**Action item**. You are to retype all of the data exactly as it appears.

Listed records section start

// SPDX-License-Identifier: Apache-2.0
//
// Validation aggregator — combines anti-spoofing, MRZ decoding and the
// photo-region face check into one per-attempt verdict.
//
// The aggregator is deliberately lenient by default: a document whose MRZ
// could not be read still validates as long as the anti-spoofing check
// passed, with placeholder values standing in for the unread fields. This
// mirrors field conditions where glare or motion blur routinely defeats OCR
// on genuine documents. The strict mode (policy flag off) demands a decoded
// MRZ and a visible portrait.

use image::DynamicImage;
use tracing::{debug, info, instrument, warn};
use veriport_core::config::{RegionConfig, ValidationPolicy};
use veriport_core::error::Result;
use veriport_core::types::{
    ElementKey, ElementStatus, MrzDecode, PassportValidation, RawFrame,
};

use crate::antispoof::{detect_screen_replay, SpoofReport, SpoofThresholds};
use crate::face::detect::detect_face;
use crate::mrz::decode::{decode_td1, decode_td3};
use crate::mrz::ocr::{filter_mrz_lines, TextRecognizer};
use crate::regions::RegionPreprocessor;

/// Placeholder values recorded when the MRZ is unreadable but the policy
/// accepts incomplete documents.
const PLACEHOLDER_NAME: &str = "UNKNOWN";
const PLACEHOLDER_COUNTRY: &str = "XXX";
const PLACEHOLDER_NUMBER: &str = "000000";

/// Everything one validation pass produces: the element verdict, the decoded
/// MRZ when available, the replay report, and the portrait crop for the
/// downstream face-matching stage.
pub struct ValidationOutcome {
    pub validation: PassportValidation,
    pub decode: Option<MrzDecode>,
    pub spoof: SpoofReport,
    /// Portrait region crop, kept for face matching.
    pub photo_region: DynamicImage,
}

/// Runs the full document-frame validation pass.
pub struct PassportValidator {
    policy: ValidationPolicy,
    spoof_thresholds: SpoofThresholds,
    preprocessor: RegionPreprocessor,
    recognizer: Box<dyn TextRecognizer>,
}

impl PassportValidator {
    pub fn new(
        policy: ValidationPolicy,
        regions: RegionConfig,
        recognizer: Box<dyn TextRecognizer>,
    ) -> Self {
        Self {
            policy,
            spoof_thresholds: SpoofThresholds::default(),
            preprocessor: RegionPreprocessor::new(regions),
            recognizer,
        }
    }

    pub fn with_spoof_thresholds(mut self, thresholds: SpoofThresholds) -> Self {
        self.spoof_thresholds = thresholds;
        self
    }

    /// Validate a captured document frame.
    ///
    /// Never fails on OCR or decode problems — those degrade into warnings
    /// or placeholder elements per the policy. Only frame-level problems
    /// (malformed buffer) surface as errors.
    #[instrument(skip_all, fields(width = frame.width, height = frame.height))]
    pub fn validate_frame(&self, frame: &RawFrame) -> Result<ValidationOutcome> {
        let spoof = detect_screen_replay(frame, &self.spoof_thresholds);
        let regions = self.preprocessor.segment(frame)?;

        let mut validation = PassportValidation::empty();
        validation.is_real_document = !spoof.is_screen_replay;
        if spoof.is_screen_replay {
            warn!(indicators = spoof.indicators, "screen replay suspected");
            validation
                .errors
                .push("document appears to be displayed on a screen".to_string());
        }

        // MRZ recognition and decode, both downgraded to warnings on failure.
        let decode = match self.recognizer.recognize(&regions.mrz) {
            Ok(recognized) => {
                let candidates = filter_mrz_lines(&recognized.lines);
                match decode_candidates(&candidates) {
                    Ok(decode) => {
                        self.fill_mrz_elements(&mut validation, &decode, recognized.confidence);
                        Some(decode)
                    }
                    Err(err) => {
                        debug!(%err, "MRZ decode failed");
                        validation.warnings.push(format!("MRZ not decodable: {err}"));
                        None
                    }
                }
            }
            Err(err) => {
                debug!(%err, "MRZ recognition failed");
                validation.warnings.push(format!("MRZ not readable: {err}"));
                None
            }
        };

        if decode.is_none() && self.policy.accept_incomplete_document {
            self.fill_placeholders(&mut validation);
        }

        // Portrait presence.
        let face = detect_face(&regions.photo);
        if face.detected {
            validation
                .elements
                .insert(ElementKey::Photo, ElementStatus::detected(face.confidence, None));
        } else {
            validation
                .warnings
                .push("no portrait detected in photo region".to_string());
        }

        self.normalize(&mut validation);
        validation.is_valid = self.judge(&validation, decode.as_ref());

        info!(
            is_valid = validation.is_valid,
            is_real = validation.is_real_document,
            detected = validation.detected_count(),
            warnings = validation.warnings.len(),
            "validation pass complete"
        );

        Ok(ValidationOutcome {
            validation,
            decode,
            spoof,
            photo_region: regions.photo,
        })
    }

    fn fill_mrz_elements(
        &self,
        validation: &mut PassportValidation,
        decode: &MrzDecode,
        confidence: f32,
    ) {
        let fields = &decode.fields;
        let set = |v: &mut PassportValidation, key: ElementKey, value: String| {
            v.elements
                .insert(key, ElementStatus::detected(confidence, Some(value)));
        };

        set(validation, ElementKey::Mrz, String::new());
        set(validation, ElementKey::PassportNumber, fields.document_number.clone());
        set(validation, ElementKey::DocumentType, fields.document_type.clone());
        set(validation, ElementKey::Country, fields.issuing_country.clone());
        set(validation, ElementKey::Name, fields.name.clone());
        set(validation, ElementKey::Dob, fields.date_of_birth.clone());
        set(validation, ElementKey::Expiry, fields.date_of_expiry.clone());

        for field in &decode.unverified {
            validation
                .warnings
                .push(format!("{field} failed its check digit"));
        }
    }

    /// Lenient fallback: stand-in values for the identity elements so the
    /// attempt can proceed, each flagged in the warning list.
    fn fill_placeholders(&self, validation: &mut PassportValidation) {
        let floor = self.policy.detected_confidence_floor;
        let placeholders = [
            (ElementKey::Name, PLACEHOLDER_NAME),
            (ElementKey::Country, PLACEHOLDER_COUNTRY),
            (ElementKey::PassportNumber, PLACEHOLDER_NUMBER),
        ];
        for (key, value) in placeholders {
            validation
                .elements
                .insert(key, ElementStatus::detected(floor, Some(value.to_string())));
        }
        validation
            .warnings
            .push("identity fields replaced with placeholders".to_string());
    }

    /// Enforce the element-status invariants: confidence clamped to [0, 1],
    /// a present value forces detection, and detected elements never carry a
    /// confidence below the configured floor.
    fn normalize(&self, validation: &mut PassportValidation) {
        let floor = self.policy.detected_confidence_floor;
        for status in validation.elements.values_mut() {
            status.confidence = status.confidence.clamp(0.0, 1.0);
            if status.value.is_some() {
                status.detected = true;
            }
            if status.detected {
                status.confidence = status.confidence.max(floor);
            }
        }
    }

    fn judge(&self, validation: &PassportValidation, decode: Option<&MrzDecode>) -> bool {
        if self.policy.accept_incomplete_document {
            validation.is_real_document
        } else {
            validation.is_real_document
                && decode.is_some()
                && validation.element(ElementKey::Photo).detected
        }
    }
}

/// Try the TD3 passport layout first, then fall back to the TD1 card layout
/// when three 30-character lines survived filtering.
fn decode_candidates(candidates: &[String]) -> Result<MrzDecode> {
    match decode_td3(candidates) {
        Ok(decode) => Ok(decode),
        Err(td3_err) => {
            let tail_is_td1 = candidates.len() >= 3
                && candidates[candidates.len() - 3..].iter().all(|l| l.len() == 30);
            if tail_is_td1 {
                decode_td1(candidates)
            } else {
                Err(td3_err)
            }
        }
    }
}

Listed records section end

**Your solution**.
// SPDX-License-Identifier: Apache-2.0
//
// Validation aggregator — combines anti-spoofing, MRZ decoding and the
// photo-region face check into one per-attempt verdict.
//
// The aggregator is deliberately lenient by default: a document whose MRZ
// could not be read still validates as long as the anti-spoofing check
// passed, with placeholder values standing in for the unread fields. This
// mirrors field conditions where glare or motion blur routinely defeats OCR
// on genuine documents. The strict mode (policy flag off) demands a decoded
// MRZ and a visible portrait.

use image::DynamicImage;
use tracing::{debug, info, instrument, warn};
use veriport_core::config::{RegionConfig, ValidationPolicy};
use veriport_core::error::Result;
use veriport_core::types::{
    ElementKey, ElementStatus, MrzDecode, PassportValidation, RawFrame,
};

use crate::antispoof::{detect_screen_replay, SpoofReport, SpoofThresholds};
use crate::face::detect::detect_face;
use crate::mrz::decode::{decode_td1, decode_td3};
use crate::mrz::ocr::{filter_mrz_lines, TextRecognizer};
use crate::regions::RegionPreprocessor;

/// Placeholder values recorded when the MRZ is unreadable but the policy
/// accepts incomplete documents.
const PLACEHOLDER_NAME: &str = "UNKNOWN";
const PLACEHOLDER_COUNTRY: &str = "XXX";
const PLACEHOLDER_NUMBER: &str = "000000";

/// Everything one validation pass produces: the element verdict, the decoded
/// MRZ when available, the replay report, and the portrait crop for the
/// downstream face-matching stage.
pub struct ValidationOutcome {
    pub validation: PassportValidation,
    pub decode: Option<MrzDecode>,
    pub spoof: SpoofReport,
    /// Portrait region crop, kept for face matching.
    pub photo_region: DynamicImage,
}

/// Runs the full document-frame validation pass.
pub struct PassportValidator {
    policy: ValidationPolicy,
    spoof_thresholds: SpoofThresholds,
    preprocessor: RegionPreprocessor,
    recognizer: Box<dyn TextRecognizer>,
}

impl PassportValidator {
    pub fn new(
        policy: ValidationPolicy,
        regions: RegionConfig,
        recognizer: Box<dyn TextRecognizer>,
    ) -> Self {
        Self {
            policy,
            spoof_thresholds: SpoofThresholds::default(),
            preprocessor: RegionPreprocessor::new(regions),
            recognizer,
        }
    }

    pub fn with_spoof_thresholds(mut self, thresholds: SpoofThresholds) -> Self {
        self.spoof_thresholds = thresholds;
        self
    }

    /// Validate a captured document frame.
    ///
    /// Never fails on OCR or decode problems — those degrade into warnings
    /// or placeholder elements per the policy. Only frame-level problems
    /// (malformed buffer) surface as errors.
    #[instrument(skip_all, fields(width = frame.width, height = frame.height))]
    pub fn validate_frame(&self, frame: &RawFrame) -> Result<ValidationOutcome> {
        let spoof = detect_screen_replay(frame, &self.spoof_thresholds);
        let regions = self.preprocessor.segment(frame)?;

        let mut validation = PassportValidation::empty();
        validation.is_real_document = !spoof.is_screen_replay;
        if spoof.is_screen_replay {
            warn!(indicators = spoof.indicators, "screen replay suspected");
            validation
                .errors
                .push("document appears to be displayed on a screen".to_string());
        }

        // MRZ recognition and decode, both downgraded to warnings on failure.
        let decode = match self.recognizer.recognize(&regions.mrz) {
            Ok(recognized) => {
                let candidates = filter_mrz_lines(&recognized.lines);
                match decode_candidates(&candidates) {
                    Ok(decode) => {
                        self.fill_mrz_elements(&mut validation, &decode, recognized.confidence);
                        Some(decode)
                    }
                    Err(err) => {
                        debug!(%err, "MRZ decode failed");
                        validation.warnings.push(format!("MRZ not decodable: {err}"));
                        None
                    }
                }
            }
            Err(err) => {
                debug!(%err, "MRZ recognition failed");
                validation.warnings.push(format!("MRZ not readable: {err}"));
                None
            }
        };

        if decode.is_none() && self.policy.accept_incomplete_document {
            self.fill_placeholders(&mut validation);
        }

        // Portrait presence.
        let face = detect_face(&regions.photo);
        if face.detected {
            validation
                .elements
                .insert(ElementKey::Photo, ElementStatus::detected(face.confidence, None));
        } else {
            validation
                .warnings
                .push("no portrait detected in photo region".to_string());
        }

        self.normalize(&mut validation);
        validation.is_valid = self.judge(&validation, decode.as_ref());

        info!(
            is_valid = validation.is_valid,
            is_real = validation.is_real_document,
            detected = validation.detected_count(),
            warnings = validation.warnings.len(),
            "validation pass complete"
        );

        Ok(ValidationOutcome {
            validation,
            decode,
            spoof,
            photo_region: regions.photo,
        })
    }

    fn fill_mrz_elements(
        &self,
        validation: &mut PassportValidation,
        decode: &MrzDecode,
        confidence: f32,
    ) {
        let fields = &decode.fields;
        let set = |v: &mut PassportValidation, key: ElementKey, value: String| {
            v.elements
                .insert(key, ElementStatus::detected(confidence, Some(value)));
        };

        set(validation, ElementKey::Mrz, String::new());
        set(validation, ElementKey::PassportNumber, fields.document_number.clone());
        set(validation, ElementKey::DocumentType, fields.document_type.clone());
        set(validation, ElementKey::Country, fields.issuing_country.clone());
        set(validation, ElementKey::Name, fields.name.clone());
        set(validation, ElementKey::Dob, fields.date_of_birth.clone());
        set(validation, ElementKey::Expiry, fields.date_of_expiry.clone());

        for field in &decode.unverified {
            validation
                .warnings
                .push(format!("{field} failed its check digit"));
        }
    }

    /// Lenient fallback: stand-in values for the identity elements so the
    /// attempt can proceed, each flagged in the warning list.
    fn fill_placeholders(&self, validation: &mut PassportValidation) {
        let floor = self.policy.detected_confidence_floor;
        let placeholders = [
            (ElementKey::Name, PLACEHOLDER_NAME),
            (ElementKey::Country, PLACEHOLDER_COUNTRY),
            (ElementKey::PassportNumber, PLACEHOLDER_NUMBER),
        ];
        for (key, value) in placeholders {
            validation
                .elements
                .insert(key, ElementStatus::detected(floor, Some(value.to_string())));
        }
        validation
            .warnings
            .push("identity fields replaced with placeholders".to_string());
    }

    /// Enforce the element-status invariants: confidence clamped to [0, 1],
    /// a present value forces detection, and detected elements never carry a
    /// confidence below the configured floor.
    fn normalize(&self, validation: &mut PassportValidation) {
        let floor = self.policy.detected_confidence_floor;
        for status in validation.elements.values_mut() {
            status.confidence = status.confidence.clamp(0.0, 1.0);
            if status.value.is_some() {
                status.detected = true;
            }
            if status.detected {
                status.confidence = status.confidence.max(floor);
            }
        }
    }

    fn judge(&self, validation: &PassportValidation, decode: Option<&MrzDecode>) -> bool {
        if self.policy.accept_incomplete_document {
            validation.is_real_document
        } else {
            validation.is_real_document
                && decode.is_some()
                && validation.element(ElementKey::Photo).detected
        }
    }
}

/// Try the TD3 passport layout first, then fall back to the TD1 card layout
/// when three 30-character lines survived filtering.
fn decode_candidates(candidates: &[String]) -> Result<MrzDecode> {
    match decode_td3(candidates) {
        Ok(decode) => Ok(decode),
        Err(td3_err) => {
            let tail_is_td1 = candidates.len() >= 3
                && candidates[candidates.len() - 3..].iter().all(|l| l.len() == 30);
            if tail_is_td1 {
                decode_td1(candidates)
            } else {
                Err(td3_err)
            }
        }
    }
}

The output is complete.